For cohort 2, no significant differences (after Bonferroni correction) were observed in global or regional brain volumes between neonates whose mothers had a history of depression and matched controls (Table 4). Global volume results remained similar when controlling for neonates born before 34 gestational weeks and for related subjects (Supplementary Tables 5 and 6). In the DBM analysis, while no clusters were significant when adjusting the gestational age at birth cutoff to 34 weeks, one cluster (in the right calcarine and lingual region) was found to be significantly smaller when removing related subjects (Supplementary Figure 3).
Global test statistics revealed widespread differences between SSRI-exposed versus matched control neonates (uncorrected p-values presented in Table 5, findings surviving Bonferroni correction for 45 tracts (p < 0.001) shaded in gray). Strongest associations were observed for MD and RD in corticofugal and corticothalamic projection tracts. To better understand these associations, local statistics were computed along each tract. In general, FA values were decreased while MD, RD, and AD values were increased in SSRI-exposed compared to matched controls. The overall pattern of results remained similar when removing neonates born prior to 34 gestational weeks, when removing neonates with genetic relatedness (see Supplementary Table 7), or when removing DTI direction as a covariate (see Supplementary Table 8). Regions of localized significance along the length of white matter fibers are plotted and visualized in 3D (Figure 2, ,3,3, and Supplementary Figure 4).
Regarding projection fibers, all corticofugal and corticothalamic tracts showed regions of increased MD and RD in SSRI-exposed as compared to matched controls, with the exception of the right motor and parietal corticothalamic tracts which only showed increased MD. Increases in AD were observed in fewer tracts, namely the left prefrontal, left parietal and right motor corticofugal tracts and the left motor, left prefrontal, and right premotor corticothalamic tracts. Significant differences were observed in regions passing through the cortex, internal capsule, thalamus, and brain stem. The optic tracts showed a pattern of increased MD and RD in the right and decreased FA and AD in the left segment. Regions of lower FA were also observed in the projection fibers of SSRI-exposed neonates, albeit less consistently. No significant group differences were observed along the left or right medial lemniscus.

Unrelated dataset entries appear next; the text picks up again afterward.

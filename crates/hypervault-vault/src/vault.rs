//! Vault state and mutating operations.

use crate::error::{VaultError, VaultResult};
use alloy_primitives::{Address, U256};
use hypervault_bridge::{BridgeController, SettlementOutcome, SettlementTicket};
use hypervault_core::{
    AccessControl, DynCoreSink, OrderRequest, OrderSide, Price, ScaledAmount, Size,
    SupportedToken, TimeInForce, TokenConfig,
};
use hypervault_ledger::{LedgerError, ShareLedger};
use hypervault_registry::{AssetRegistry, RegistryError};
use hypervault_trading::{ClosePolicy, CloseReport, OpenPosition, SubmittedOrder, TradingGateway};
use tracing::info;

/// Basis points in 100%.
const BPS_DENOMINATOR: u32 = 10_000;

/// Custodial vault accepting a single stablecoin.
pub struct Vault {
    pub(crate) address: Address,
    pub(crate) access: AccessControl,
    pub(crate) registry: AssetRegistry,
    /// The deposit asset.
    pub(crate) asset: TokenConfig,
    pub(crate) ledger: ShareLedger,
    pub(crate) bridge: BridgeController,
    pub(crate) trading: TradingGateway,
}

impl Vault {
    /// Create an empty vault accepting `asset`.
    pub fn new(
        address: Address,
        owner: Address,
        registry: AssetRegistry,
        asset: SupportedToken,
        sink: DynCoreSink,
    ) -> VaultResult<Self> {
        if !asset.is_stablecoin() {
            return Err(VaultError::NotStablecoin(asset.symbol().to_string()));
        }
        let asset = registry.resolve_supported(asset)?.clone();
        let bridge = BridgeController::new(sink.clone(), address, &registry);

        info!(
            %address,
            %owner,
            network = %registry.network(),
            asset = %asset,
            "Vault created"
        );
        Ok(Self {
            address,
            access: AccessControl::new(owner),
            registry,
            asset,
            ledger: ShareLedger::new(),
            bridge,
            trading: TradingGateway::new(sink),
        })
    }

    /// Deposit `amount` of the vault asset (EVM decimals). Returns shares minted.
    pub fn deposit(&mut self, depositor: Address, amount: U256) -> VaultResult<U256> {
        self.bridge.check_receive(&self.asset, amount)?;
        let shares = self.ledger.deposit(depositor, amount)?;
        self.bridge.receive(&self.asset, amount)?;
        Ok(shares)
    }

    /// Redeem `shares`. Returns assets paid.
    pub fn withdraw(&mut self, depositor: Address, shares: U256) -> VaultResult<U256> {
        if shares.is_zero() {
            return Err(LedgerError::ZeroAmount.into());
        }
        self.require_shares(depositor, shares)?;
        let assets = self.ledger.preview_redeem(shares)?;
        self.pay(depositor, assets)?;
        let paid = self.ledger.withdraw_by_shares(depositor, shares)?;
        Ok(paid)
    }

    /// Withdraw an exact asset amount. Returns shares burned.
    pub fn withdraw_assets(&mut self, depositor: Address, assets: U256) -> VaultResult<U256> {
        if assets.is_zero() {
            return Err(LedgerError::ZeroAmount.into());
        }
        let shares = self.ledger.preview_withdraw(assets)?;
        self.require_shares(depositor, shares)?;
        self.pay(depositor, assets)?;
        let burned = self.ledger.withdraw_by_assets(depositor, assets)?;
        Ok(burned)
    }

    /// Redeem `bps` basis points of the depositor's shares, rounded down.
    pub fn withdraw_percent(&mut self, depositor: Address, bps: u32) -> VaultResult<U256> {
        if bps == 0 || bps > BPS_DENOMINATOR {
            return Err(VaultError::InvalidPercentage(bps));
        }
        let shares = self.ledger.shares_of(&depositor) * U256::from(bps)
            / U256::from(BPS_DENOMINATOR);
        self.withdraw(depositor, shares)
    }

    fn require_shares(&self, depositor: Address, shares: U256) -> VaultResult<()> {
        let available = self.ledger.shares_of(&depositor);
        if shares > available {
            return Err(LedgerError::InsufficientShares {
                depositor,
                requested: shares,
                available,
            }
            .into());
        }
        Ok(())
    }

    /// Release `assets` from custody, failing before any transfer if short.
    fn pay(&mut self, to: Address, assets: U256) -> VaultResult<()> {
        if assets.is_zero() {
            return Ok(());
        }
        let available = self.bridge.custody().balance(&self.asset);
        if available < assets {
            return Err(VaultError::InsufficientLiquidity {
                available,
                requested: assets,
            });
        }
        self.bridge.release(&self.asset, assets, to)?;
        Ok(())
    }

    /// Move custodied tokens to Core spot. Owner only.
    pub fn deposit_to_core(
        &mut self,
        caller: Address,
        symbol: &str,
        amount: ScaledAmount,
    ) -> VaultResult<SettlementTicket> {
        let auth = self.access.authorize(caller)?;
        let token = self.registry.resolve(symbol)?;
        Ok(self.bridge.deposit_to_core(&auth, token, amount)?)
    }

    /// Bring Core spot balance back to the EVM layer. Owner only.
    pub fn withdraw_from_core(
        &mut self,
        caller: Address,
        symbol: &str,
        amount: ScaledAmount,
        destination: Address,
    ) -> VaultResult<SettlementTicket> {
        let auth = self.access.authorize(caller)?;
        let token = self.registry.resolve(symbol)?;
        Ok(self
            .bridge
            .withdraw_from_core(&auth, token, amount, destination)?)
    }

    /// Move USD between Core spot and perp. Owner only.
    pub fn class_transfer(
        &mut self,
        caller: Address,
        amount: ScaledAmount,
        to_perp: bool,
    ) -> VaultResult<SettlementTicket> {
        let auth = self.access.authorize(caller)?;
        Ok(self.bridge.class_transfer(&auth, amount, to_perp)?)
    }

    /// Resolve a settlement ticket. Owner only.
    pub fn reconcile_settlement(
        &mut self,
        caller: Address,
        ticket_id: u64,
        outcome: SettlementOutcome,
    ) -> VaultResult<SettlementTicket> {
        let auth = self.access.authorize(caller)?;
        Ok(self.bridge.reconcile(&auth, ticket_id, outcome)?)
    }

    /// Owner only.
    pub fn place_limit_order(
        &mut self,
        caller: Address,
        order: OrderRequest,
    ) -> VaultResult<SubmittedOrder> {
        let auth = self.access.authorize(caller)?;
        Ok(self.trading.place_limit_order(&auth, order)?)
    }

    /// Owner only.
    pub fn spot_send(
        &mut self,
        caller: Address,
        symbol: &str,
        amount: ScaledAmount,
        destination: Address,
    ) -> VaultResult<u64> {
        let auth = self.access.authorize(caller)?;
        let token = self.registry.resolve(symbol)?;
        Ok(self.trading.spot_send(&auth, token, amount, destination)?)
    }

    /// Limit order on a configured spot pair, e.g. HYPE/USDC. Owner only.
    #[allow(clippy::too_many_arguments)]
    pub fn swap(
        &mut self,
        caller: Address,
        base: &str,
        quote: &str,
        side: OrderSide,
        price: Price,
        size: Size,
        time_in_force: TimeInForce,
    ) -> VaultResult<SubmittedOrder> {
        let auth = self.access.authorize(caller)?;
        Ok(self.trading.swap(
            &auth,
            &self.registry,
            base,
            quote,
            side,
            price,
            size,
            time_in_force,
        )?)
    }

    /// Let `wallet` sign Core actions for the vault. Owner only.
    pub fn add_api_wallet(
        &mut self,
        caller: Address,
        wallet: Address,
        name: &str,
    ) -> VaultResult<u64> {
        let auth = self.access.authorize(caller)?;
        Ok(self.trading.add_api_wallet(&auth, wallet, name)?)
    }

    /// Close every position. Owner only.
    pub fn close_all_positions(
        &mut self,
        caller: Address,
        positions: &[OpenPosition],
        policy: &ClosePolicy,
    ) -> VaultResult<CloseReport> {
        let auth = self.access.authorize(caller)?;
        Ok(self.trading.close_all_positions(&auth, positions, policy))
    }

    /// Record a reconciled total asset value. Owner only.
    ///
    /// This is where yield or loss is recognised; `verify_state` never
    /// calls it.
    pub fn report_total_assets(&mut self, caller: Address, new_total: U256) -> VaultResult<U256> {
        self.access.authorize(caller)?;
        Ok(self.ledger.apply_total_assets(new_total))
    }

    /// Register or update a token. Owner only.
    ///
    /// The deposit asset may be updated but keeps its Core token id, since
    /// custody is keyed by it.
    pub fn register_token(&mut self, caller: Address, token: TokenConfig) -> VaultResult<()> {
        self.access.authorize(caller)?;
        let is_asset = token.symbol.trim().eq_ignore_ascii_case(&self.asset.symbol);
        if is_asset && token.core_token_id != self.asset.core_token_id {
            return Err(RegistryError::InvalidConfig(format!(
                "deposit asset {} cannot move from token id {} to {}",
                self.asset.symbol, self.asset.core_token_id, token.core_token_id
            ))
            .into());
        }

        self.registry.register(token)?;
        if is_asset {
            self.asset = self.registry.resolve(&self.asset.symbol)?.clone();
        }
        Ok(())
    }

    /// Owner only.
    pub fn transfer_ownership(&mut self, caller: Address, new_owner: Address) -> VaultResult<()> {
        let auth = self.access.authorize(caller)?;
        self.access.transfer_ownership(&auth, new_owner);
        info!(previous = %caller, %new_owner, "Ownership transferred");
        Ok(())
    }
}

Regarding commissural fibers, higher MD was observed in a small region of the temporal segment (tapetum) of the CC. Otherwise, no differences were observed along the orbitofrontal, motor, prefrontal (genu), premotor, parietal or occipital (splenium) segments.
Regarding association fibers, regions of increased MD and RD were observed in the uncinate fasciculus of SSRI-exposed neonates. Several other tracts connecting frontal and temporal cortex showed focal areas of increased diffisivity including increased AD and MD in the left fornix and increased MD and RD in the right temporoparietal segment of the arcuate fasciculus (AF). Higher MD and RD values were also observed along the right inferior fronto-occipital fasciculus while higher AD was observed along the left. Within the cingulum, decreased FA was observed in the left cingulate gyrus segment and higher MD and RD values were observed along the right cingulate gyrus segment. Higher RD values were also observed along the hippocampal segment of the cingulum. Finally, higher RD values were observed in a small region of the right frontoparietal segment of the AF and decreased FA values were observed in the right inferior longitudinal fasciculus (ILF). No significant differences were observed along the left and right frontotemporal segment and the left frontoparietal segment of the AF, the left and right superior longitudinal fasciculi, the right fornix, or the left ILF.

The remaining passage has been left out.